Selling online opens your business to customers far beyond your locality — but a store has more moving parts than a normal website. Here's a practical checklist of what you'll need to launch smoothly in India.
1. Pick the right platform
Most Indian stores run well on Shopify (fast to launch, low maintenance) or WooCommerce (more flexible, built on WordPress). Choose based on your product range, budget, and how hands-on you want to be.
2. Sort out payments
Indian shoppers expect choice. Set up a gateway like Razorpay, PayU, or Cashfree to accept UPI, cards, netbanking, and wallets. Consider offering cash on delivery too, which still drives a large share of orders in many categories.
3. Plan delivery and shipping
Decide how you'll ship. Aggregators like Shiprocket connect you to multiple couriers, handle tracking, and simplify returns. Be clear on delivery times and charges up front — hidden shipping costs are a top reason carts get abandoned.
4. Get your product pages right
Your product pages do the selling. Each needs clear photos, honest descriptions, prices, and variants (size, colour).

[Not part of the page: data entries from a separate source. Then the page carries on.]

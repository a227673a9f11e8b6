// tests/property/pagination_test.rs

//! Property-based tests for paginated enumeration
//! Tests that enough rounds find every key exactly once

use crate::test_helpers::TestContext;
use keyscope::ScanSession;
use proptest::prelude::*;
use std::collections::HashSet;

proptest! {
    #![proptest_config(ProptestConfig {
        cases: 32, // Each case runs a full enumeration
        ..ProptestConfig::default()
    })]

    #[test]
    fn test_rounds_find_every_key_once(
        key_count in 0usize..300,
        page_size in 1usize..60,
        shard_count in 1usize..5,
        noise in 0usize..100
    ) {
        let rt = tokio::runtime::Runtime::new().unwrap();
        rt.block_on(async {
            let ctx = if shard_count == 1 {
                TestContext::standalone()
            } else {
                TestContext::cluster(shard_count)
            };
            ctx.populate("match:", key_count);
            ctx.populate("other:", noise);

            let session = ScanSession::new("match:*", page_size);
            let mut names = HashSet::new();
            // Per-shard counts are unknown, so keep going until every shard is done.
            for _ in 0..(key_count + noise + 2) {
                let entries = ctx.round(&session).await;
                assert!(entries.len() <= page_size * shard_count);
                for entry in entries {
                    assert!(!entry.is_error(), "{}", entry.name);
                    assert!(entry.name.starts_with("match:"));
                    assert!(names.insert(entry.name.clone()), "{} emitted twice", entry.name);
                }
                if session.cursors().all_drained()
                    && session.cursors().shard_count() == shard_count
                {
                    break;
                }
            }
            assert_eq!(names.len(), key_count);
        });
    }
}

Well-structured product and category pages also help you rank on Google.
- Clear, well-lit photos from multiple angles
- Honest, benefit-led descriptions
- Visible price, stock, and delivery info
- An obvious add-to-cart button
5. Handle the essentials
Cover the basics that build trust and keep you compliant: GST-ready invoicing, clear return and privacy policies, an SSL certificate for secure checkout, and working contact details. Shoppers won't enter card details on a site that feels unsafe.
6. Make checkout effortless
Every extra step loses sales. Keep checkout short, allow guest checkout, and make it flawless on mobile, where most orders happen. Test the whole journey yourself before launch.
Get these right and you've got a store that's ready not just to open, but to sell. The details — payments, delivery, trust, and a smooth mobile checkout — are what separate stores that convert from ones that don't.